# Junior Data Scientist Take-Home Task: Product Catalogue Creation


# Imports

In [None]:
import pandas as pd
import numpy as np
import re


## 1. Data Ingestation

In [None]:
# load the CSV files
bd_tech = pd.read_csv('data/bd_technologies.csv')
ts_tech = pd.read_csv('data/ts_technologies.csv')

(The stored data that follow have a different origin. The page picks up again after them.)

#[cfg(test)]
pub(crate) mod tests {
    use super::*;
    use crate::session::context::SessionState;
    use std::collections::HashMap;
    use std::sync::atomic::{AtomicBool, AtomicUsize, Ordering};
    use std::sync::LazyLock;

    #[derive(Debug, Clone, PartialEq, Eq)]
    pub enum Event {
        Login { id: usize, user: UserType, take_lock: bool },
        Logout { id: usize, take_lock: bool },
        TokenLogout { id: usize },
    }

    /// Shared recorder for every mock opened against one token label
    #[derive(Default)]
    pub struct Probe {
        pub opened: AtomicUsize,
        pub fail_open: AtomicBool,
        pub fail_logout: AtomicBool,
        pub dropped: Mutex<Vec<usize>>,
        pub events: Mutex<Vec<Event>>,
    }

    impl Probe {
        pub fn drops_of(&self, id: usize) -> usize {
            self.dropped.lock().iter().filter(|&&d| d == id).count()
        }
    }

    static PROBES: LazyLock<Mutex<HashMap<String, Arc<Probe>>>> =
        LazyLock::new(|| Mutex::new(HashMap::new()));

    pub fn probe(label: &str) -> Arc<Probe> {
        PROBES
            .lock()
            .entry(label.to_string())
            .or_default()
            .clone()
    }

    pub struct MockSession {
        id: usize,
        rw: bool,
        state: SessionState,
        probe: Arc<Probe>,
    }

    impl SessionContext for MockSession {
        fn open(token: &TokenInfo, flags: SessionFlags, login: Option<UserType>) -> TokenResult<Self> {
            let probe = probe(&token.label);
            if probe.fail_open.load(Ordering::SeqCst) {
                return Err(TokenError::HostMemory("session context"));
            }
            let id = probe.opened.fetch_add(1, Ordering::SeqCst);
            Ok(Self {
                id,
                rw: flags.is_rw(),
                state: SessionState::for_login(flags.is_rw(), login),
                probe,
            })
        }

        fn state(&self) -> SessionState {
            self.state
        }

        fn token_logout(&mut self) -> TokenResult<()> {
            self.probe.events.lock().push(Event::TokenLogout { id: self.id });
            if self.probe.fail_logout.load(Ordering::SeqCst) {
                return Err(TokenError::Internal("logout refused".to_string()));
            }
            self.state = SessionState::for_login(self.rw, None);
            Ok(())
        }

        fn login_event(&mut self, user: UserType, take_lock: bool) {
            self.probe.events.lock().push(Event::Login {
                id: self.id,
                user,
                take_lock,
            });
            self.state = SessionState::for_login(self.rw, Some(user));
        }

        fn logout_event(&mut self, take_lock: bool) {
            self.probe.events.lock().push(Event::Logout {
                id: self.id,
                take_lock,
            });
            self.state = SessionState::for_login(self.rw, None);
        }
    }

    impl Drop for MockSession {
        fn drop(&mut self) {
            self.probe.dropped.lock().push(self.id);
        }
    }

    fn setup(label: &str, capacity: usize) -> (SessionTable<MockSession>, TokenInfo, Mutex<LoginState>, Arc<Probe>) {
        let table = SessionTable::new(capacity).unwrap();
        (table, TokenInfo::new(label), Mutex::new(LoginState::default()), probe(label))
    }

    fn logged_in(user: UserType, handle: u64) -> LoginState {
        LoginState {
            user: Some(user),
            session: Some(SessionHandle(handle)),
        }
    }

    fn counts(all: usize, rw: usize) -> SessionCounts {
        SessionCounts { all, rw, ro: all - rw }
    }

    #[test]
    fn open_and_close_scenario() {
        let (table, token, login, probe) = setup("table-scenario", 8);

        let mut guard = table.lock();
        let a = guard.new_session(&token, SessionFlags::read_write(), None).unwrap();
        assert_eq!(a, SessionHandle(0));
        assert_eq!(guard.counts(), counts(1, 1));

        let b = guard.new_session(&token, SessionFlags::read_only(), None).unwrap();
        assert_eq!(b, SessionHandle(1));
        assert_eq!(guard.counts(), counts(2, 1));
        drop(guard);

        table.close_by_handle(&login, a).unwrap();
        assert_eq!(table.counts(), counts(1, 0));

        *login.lock() = logged_in(UserType::User, 1);
        table.close_by_handle(&login, b).unwrap();

        assert_eq!(table.counts(), counts(0, 0));
        assert_eq!(*login.lock(), LoginState::default());
        assert_eq!(probe.drops_of(1), 1);
        assert_eq!(probe.events.lock().as_slice(), &[Event::TokenLogout { id: 1 }]);
    }

    #[test]
    fn close_decrements_rw_only_for_rw_sessions() {
        let (table, token, login, _) = setup("table-rw-counts", 8);

        let mut guard = table.lock();
        let ro = guard.new_session(&token, SessionFlags::read_only(), None).unwrap();
        let rw = guard.new_session(&token, SessionFlags::read_write(), None).unwrap();
        let rw2 = guard.new_session(&token, SessionFlags::read_write(), None).unwrap();
        assert_eq!(guard.counts(), counts(3, 2));

        guard.close_by_handle(&login, ro).unwrap();
        assert_eq!(guard.counts(), counts(2, 2));
        guard.close_by_handle(&login, rw).unwrap();
        assert_eq!(guard.counts(), counts(1, 1));
        guard.close_by_handle(&login, rw2).unwrap();
        assert_eq!(guard.counts(), counts(0, 0));
    }

    #[test]
    fn closing_twice_is_invalid_handle() {
        let (table, token, login, probe) = setup("table-double-close", 4);

        let h = table.lock().new_session(&token, SessionFlags::read_only(), None).unwrap();
        table.close_by_handle(&login, h).unwrap();

        let err = table.close_by_handle(&login, h).unwrap_err();
        assert!(matches!(err, TokenError::SessionHandleInvalid(0)));
        assert_eq!(probe.drops_of(0), 1);
    }

    #[test]
    fn lookup_rejects_unknown_handles() {
        let (table, token, login, _) = setup("table-lookup-invalid", 4);

        assert!(matches!(
            table.lookup(SessionHandle(2)),
            Err(TokenError::SessionHandleInvalid(2))
        ));
        assert!(matches!(
            table.lookup(SessionHandle(4)),
            Err(TokenError::SessionHandleInvalid(4))
        ));
        assert!(table.lookup(SessionHandle(u64::MAX)).is_err());

        let h = table.lock().new_session(&token, SessionFlags::read_only(), None).unwrap();
        table.close_by_handle(&login, h).unwrap();
        assert!(table.lookup(h).is_err());
    }

    #[test]
    fn lookup_returns_locked_session_with_table_unlocked() {
        let (table, token, _, _) = setup("table-lookup-locked", 4);
        let h = table.lock().new_session(&token, SessionFlags::read_write(), None).unwrap();

        let session = table.lookup(h).unwrap();
        assert_eq!(session.handle(), h);
        assert_eq!(session.state(), SessionState::RwPublic);

        // Table lock released, session lock retained.
        let inner = table.inner.try_lock().expect("table lock must be free");
        let cell = inner.slots[0].as_ref().unwrap();
        assert!(cell.try_lock().is_none());
        drop(inner);

        drop(session);
        assert!(table.inner.lock().slots[0].as_ref().unwrap().try_lock().is_some());
    }

    #[test]
    fn failed_open_leaves_table_untouched() {
        let (table, token, _, probe) = setup("table-open-fails", 4);

        probe.fail_open.store(true, Ordering::SeqCst);
        let mut guard = table.lock();
        let err = guard.new_session(&token, SessionFlags::read_write(), None).unwrap_err();
        assert!(matches!(err, TokenError::HostMemory(_)));
        assert_eq!(guard.counts(), counts(0, 0));
        assert_eq!(guard.next_handle(), SessionHandle(0));

        probe.fail_open.store(false, Ordering::SeqCst);
        let h = guard.new_session(&token, SessionFlags::read_write(), None).unwrap();
        assert_eq!(h, SessionHandle(0));
    }

    #[test]
    fn table_allocation_failure_is_host_memory() {
        let err = SessionTable::<MockSession>::new(usize::MAX).err().unwrap();
        assert!(matches!(err, TokenError::HostMemory("session table")));
    }

    #[test]
    fn handles_are_never_reused() {
        let (table, token, login, _) = setup("table-no-reuse", 2);

        let mut guard = table.lock();
        let a = guard.new_session(&token, SessionFlags::read_only(), None).unwrap();
        let b = guard.new_session(&token, SessionFlags::read_only(), None).unwrap();
        guard.close_by_handle(&login, a).unwrap();
        guard.close_by_handle(&login, b).unwrap();

        let err = guard.new_session(&token, SessionFlags::read_only(), None).unwrap_err();
        assert!(matches!(err, TokenError::SessionCount { capacity: 2 }));
        assert_eq!(guard.counts(), counts(0, 0));
    }

    #[test]
    fn closing_login_session_retains_it_until_last_close() {
        let (table, token, login, probe) = setup("table-retain-login", 4);

        let mut guard = table.lock();
        let a = guard.new_session(&token, SessionFlags::read_write(), None).unwrap();
        let b = guard.new_session(&token, SessionFlags::read_only(), None).unwrap();
        *login.lock() = logged_in(UserType::User, a.0);

        guard.close_by_handle(&login, a).unwrap();
        assert_eq!(guard.counts(), counts(1, 0));
        assert_eq!(probe.drops_of(0), 0);
        assert!(guard.lock_session(a).is_err());
        assert_eq!(login.lock().user, Some(UserType::User));

        guard.close_by_handle(&login, b).unwrap();
        assert_eq!(guard.counts(), counts(0, 0));
        assert_eq!(probe.drops_of(0), 1);
        assert_eq!(probe.drops_of(1), 1);
        assert_eq!(probe.events.lock().as_slice(), &[Event::TokenLogout { id: 0 }]);
        assert_eq!(*login.lock(), LoginState::default());
    }

    #[test]
    fn close_all_resets_login_regardless_of_scan_order() {
        for (run, login_slot) in [0u64, 1, 2].into_iter().enumerate() {
            let label = format!("table-close-all-{}", run);
            let (table, token, login, probe) = setup(&label, 4);

            let mut guard = table.lock();
            guard.new_session(&token, SessionFlags::read_write(), None).unwrap();
            guard.new_session(&token, SessionFlags::read_only(), None).unwrap();
            guard.new_session(&token, SessionFlags::read_write(), None).unwrap();
            drop(guard);
            *login.lock() = logged_in(UserType::User, login_slot);

            table.close_all(&login);

            assert_eq!(table.counts(), counts(0, 0));
            assert_eq!(*login.lock(), LoginState::default());
            for id in 0..3 {
                assert_eq!(probe.drops_of(id), 1, "session {} in run {}", id, run);
            }
            assert_eq!(
                probe.events.lock().as_slice(),
                &[Event::TokenLogout {
                    id: login_slot as usize
                }]
            );
        }
    }

    #[test]
    fn close_all_without_login_skips_logout() {
        let (table, token, login, probe) = setup("table-close-all-public", 4);

        let mut guard = table.lock();
        guard.new_session(&token, SessionFlags::read_only(), None).unwrap();
        guard.new_session(&token, SessionFlags::read_write(), None).unwrap();
        guard.close_by_handle(&login, SessionHandle(0)).unwrap();
        guard.close_all(&login);

        assert_eq!(guard.counts(), counts(0, 0));
        assert!(probe.events.lock().is_empty());
        assert_eq!(probe.dropped.lock().len(), 2);
    }

    #[test]
    fn broadcast_skips_lock_for_trigger() {
        let (table, token, _, probe) = setup("table-broadcast", 4);

        let mut guard = table.lock();
        for _ in 0..3 {
            guard.new_session(&token, SessionFlags::read_write(), None).unwrap();
        }
        guard.close_by_handle(&Mutex::new(LoginState::default()), SessionHandle(0)).unwrap();

        // Holding the trigger's lock: taking it again would deadlock.
        let mut trigger = guard.lock_session(SessionHandle(2)).unwrap();
        guard.broadcast_login(UserType::So, Some(&mut trigger));
        guard.broadcast_logout(Some(&mut trigger));
        assert_eq!(trigger.state(), SessionState::RwPublic);

        let events = probe.events.lock().clone();
        assert_eq!(
            events,
            vec![
                Event::Login { id: 1, user: UserType::So, take_lock: true },
                Event::Login { id: 2, user: UserType::So, take_lock: false },
                Event::Logout { id: 1, take_lock: true },
                Event::Logout { id: 2, take_lock: false },
            ]
        );
    }

    #[test]
    fn broadcast_without_trigger_locks_everyone() {
        let (table, token, _, probe) = setup("table-broadcast-all", 4);

        let mut guard = table.lock();
        guard.new_session(&token, SessionFlags::read_only(), None).unwrap();
        guard.new_session(&token, SessionFlags::read_write(), None).unwrap();
        guard.broadcast_login(UserType::User, None);

        assert!(probe
            .events
            .lock()
            .iter()
            .all(|e| matches!(e, Event::Login { take_lock: true, .. })));
        assert_eq!(
            guard.lock_session(SessionHandle(0)).unwrap().state(),
            SessionState::RoUser
        );
    }

    #[test]
    #[should_panic(expected = "forced logout")]
    fn failed_cascade_logout_is_fatal() {
        let (table, token, login, probe) = setup("table-logout-fails", 2);

        let h = table.lock().new_session(&token, SessionFlags::read_write(), None).unwrap();
        *login.lock() = logged_in(UserType::User, h.0);
        probe.fail_logout.store(true, Ordering::SeqCst);

        let _ = table.close_by_handle(&login, h);
    }

    #[test]
    #[should_panic(expected = "free handle cursor is occupied")]
    fn occupied_cursor_slot_is_fatal() {
        let (table, token, _, _) = setup("table-corrupt-cursor", 2);

        let mut guard = table.lock();
        guard.new_session(&token, SessionFlags::read_only(), None).unwrap();
        guard.inner.next_handle = 0;
        let _ = guard.new_session(&token, SessionFlags::read_only(), None);
    }

    #[test]
    #[should_panic(expected = "rw session count underflow")]
    fn rw_underflow_is_fatal() {
        let (table, token, login, _) = setup("table-rw-underflow", 2);

        let mut guard = table.lock();
        let h = guard.new_session(&token, SessionFlags::read_write(), None).unwrap();
        guard.inner.rw_count = 0;
        let _ = guard.close_by_handle(&login, h);
    }

    #[test]
    fn concurrent_open_close_keeps_counts_consistent() {
        let (table, token, login, _) = setup("table-concurrent", 4096);

        std::thread::scope(|scope| {
            for worker in 0..8 {
                let (table, token, login) = (&table, &token, &login);
                scope.spawn(move || {
                    for i in 0..64 {
                        let flags = if (worker + i) % 2 == 0 {
                            SessionFlags::read_write()
                        } else {
                            SessionFlags::read_only()
                        };
                        let h = table.lock().new_session(token, flags, None).unwrap();

                        let c = table.counts();
                        assert!(c.rw <= c.all && c.all <= table.capacity());

                        if i % 3 != 0 {
                            drop(table.lookup(h).unwrap());
                            table.close_by_handle(login, h).unwrap();
                        }
                    }
                });
            }
        });

        let guard = table.lock();
        let c = guard.counts();
        assert_eq!(c.all, guard.handles().len());
        assert_eq!(guard.next_handle(), SessionHandle(8 * 64));
        assert_eq!(c.all, 8 * 22);
    }
}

# reset the index of both DataFrames
bd_tech.reset_index(drop=True, inplace=True)
ts_tech.reset_index(drop=True, inplace=True)

## 2.1. Data Exploration

In [None]:
# display the first few rows of each DataFrame
display(bd_tech.head()), display(ts_tech.head())

In [None]:
# display the column names of each DataFrame
display(bd_tech.columns, ts_tech.columns)

In [None]:
# summary statistics for each DataFrame
display(bd_tech.describe(), ts_tech.describe())


In [None]:
# display the general information about each DataFrame
bd_tech.info(verbose=True), ts_tech.info()


In [None]:
# Function to generate data quality report
def data_quality_report(df):
    return pd.DataFrame({
        "Missing Values": df.isnull().sum(),
        "Percentage Missing": (df.isnull().sum() / len(df)) * 100,
        "Data Type": df.dtypes
    })
# Generate data quality reports
bd_quality_report = data_quality_report(bd_tech)
ts_quality_report = data_quality_report(ts_tech)

display(bd_quality_report), display(ts_quality_report)

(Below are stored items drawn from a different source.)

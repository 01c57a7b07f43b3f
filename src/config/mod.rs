//! Configuration management for token-sessions

pub mod schema;

pub use schema::Config;

use crate::error::{TokenError, TokenResult};
use std::path::{Path, PathBuf};
use tokio::fs;
use tracing::{debug, info};

/// Configuration manager
pub struct ConfigManager {
    config_path: PathBuf,
}

impl ConfigManager {
    /// Create a new config manager with default path
    pub fn new() -> Self {
        Self {
            config_path: Self::default_config_path(),
        }
    }

    /// Create a config manager with a custom path
    pub fn with_path(path: PathBuf) -> Self {
        Self { config_path: path }
    }

    /// Get the default config file path
    pub fn default_config_path() -> PathBuf {
        dirs::config_dir()
            .unwrap_or_else(|| PathBuf::from("."))
            .join("token-sessions")
            .join("config.toml")
    }

    /// Get the state directory path
    pub fn state_dir() -> PathBuf {
        dirs::state_dir()
            .or_else(dirs::data_local_dir)
            .unwrap_or_else(|| PathBuf::from("."))
            .join("token-sessions")
    }

    /// Get the audit log path
    pub fn audit_log_path() -> PathBuf {
        Self::state_dir().join("audit.log")
    }

    /// Load configuration, falling back to defaults if not present
    pub async fn load(&self) -> TokenResult<Config> {
        if !self.config_path.exists() {
            debug!("Config file not found, using defaults");
            return Ok(Config::default());
        }

        self.load_from_file(&self.config_path).await
    }

    /// Load configuration from a specific file
    pub async fn load_from_file(&self, path: &Path) -> TokenResult<Config> {
        let content = fs::read_to_string(path)
            .await
            .map_err(|e| TokenError::io(format!("reading config from {}", path.display()), e))?;

        let invalid = |reason: String| TokenError::ConfigInvalid {
            path: path.to_path_buf(),
            reason,
        };

        let config: Config = toml::from_str(&content).map_err(|e| invalid(e.to_string()))?;
        config.validate().map_err(invalid)?;
        Ok(config)
    }

    /// Save configuration to file
    pub async fn save(&self, config: &Config) -> TokenResult<()> {
        self.ensure_config_dir().await?;

        let content = toml::to_string_pretty(config)?;
        fs::write(&self.config_path, content).await.map_err(|e| {
            TokenError::io(
                format!("writing config to {}", self.config_path.display()),
                e,
            )
        })?;

        info!("Configuration saved to {}", self.config_path.display());
        Ok(())
    }

    /// Ensure the config directory exists
    async fn ensure_config_dir(&self) -> TokenResult<()> {
        if let Some(parent) = self.config_path.parent() {
            fs::create_dir_all(parent)
                .await
                .map_err(|e| TokenError::ConfigDirCreate {
                    path: parent.to_path_buf(),
                    source: e,
                })?;
        }
        Ok(())
    }

    /// Get the config file path
    pub fn path(&self) -> &Path {
        &self.config_path
    }
}

impl Default for ConfigManager {
    fn default() -> Self {
        Self::new()
    }
}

**Initial Data Quality Issues:**

> bd_technologies.csv

- Major missing values in the headquarters column (~43.8% missing).

- Minimal missing values in seller_website and categories.
 * Also its important to note that these values are not accurate until the inconsistencies with data types and missing values are addressed. 
 
> ts_technologies.csv

- Significant missing values in url (~76.8%) and description (~73.9%).




In [None]:
# display duplicates in each DataFrame
def display_duplicates(df):
    duplicates = df[df.duplicated()]
    if not duplicates.empty:
        print(f"Duplicates found:\n{duplicates}")
    else:
        print("No duplicates found.")
display_duplicates(bd_tech)
display_duplicates(ts_tech)

## 2.2. Data Cleaning

## 2.2.1. Missing Values


In [None]:
# replace field that's entirely space (or empty) with NaN
ts_tech = ts_tech.replace(r'^\s*$', np.nan, regex=True)
bd_tech = bd_tech.replace(r'^\s*$', np.nan, regex=True)

### 2.2.2. Data Types

In [None]:
# convert all column data types to string for consistency in db_tech
def convert_to_string(df):
    for col in df.columns:
        df[col] = df[col].astype('string')
    return df
bd_tech = convert_to_string(bd_tech)

In [None]:
bd_tech.info()

In [None]:
# convert the columns 1 to 9 in ts_tech to string
def convert_ts_tech_to_string(df):
    for col in df.columns[1:9]:
        df[col] = df[col].astype('string')
    return df
ts_tech = convert_ts_tech_to_string(ts_tech)
ts_tech.info()

### 2.2.3. Standardize the URL 

While the primary identifiers are obviously product name and description, we can also consider URLs and Seller Websites which are often unique and can strongly confirm product matches. Therefore it is essential we have standardized URLs (removal of protocols, www and trailing slashes).

In [None]:
# standardize the url and seller_website columns by removing protocols, wwww and trailing slashes
def standardize_urls(df, url_col):
    df[url_col] = df[url_col].str.lower()  # convert to lowercase
    df[url_col] = df[url_col].str.replace(r'^https?://', '', regex=True)  # remove http/https
    df[url_col] = df[url_col].str.replace(r'^www\.', '', regex=True)  # remove www.
    df[url_col] = df[url_col].str.rstrip('/')  # remove trailing slashes
    return df
bd_tech = standardize_urls(bd_tech, 'seller_website')
ts_tech = standardize_urls(ts_tech, 'url')

In [None]:
# pick 20 random entries from the seller_website column for quality control
bd_tech['seller_website'].sample(5)


In [None]:
ts_tech['url'].sample(5)

### 2.2.4. Clean the categories column

In [None]:
# clean the categories column in bd_tech - removing brackets and quotes
bd_tech['categories'] = (
    bd_tech['categories']
    .str.replace(r'[\[\]"]', '', regex=True)           # Remove brackets and quotes
    .str.replace(r',\s*', ', ', regex=True)            # Ensure single space after comma
)


In [None]:
bd_tech.categories.sample(5)

### 2.2.5. Clean the software_product_id and parent_category_slug column

`software_product_id` column in `bd_tech` and `parent_category_slug` column in `ts_tech` have string values seperated by hyphens replace them with space instead. 

In [None]:
def remove_hyphens(column):
    # Replace hyphens with spaces in the specified column
    return column.str.replace(r'(?<=[A-Za-z])-(?=[A-Za-z])', ' ', regex=True)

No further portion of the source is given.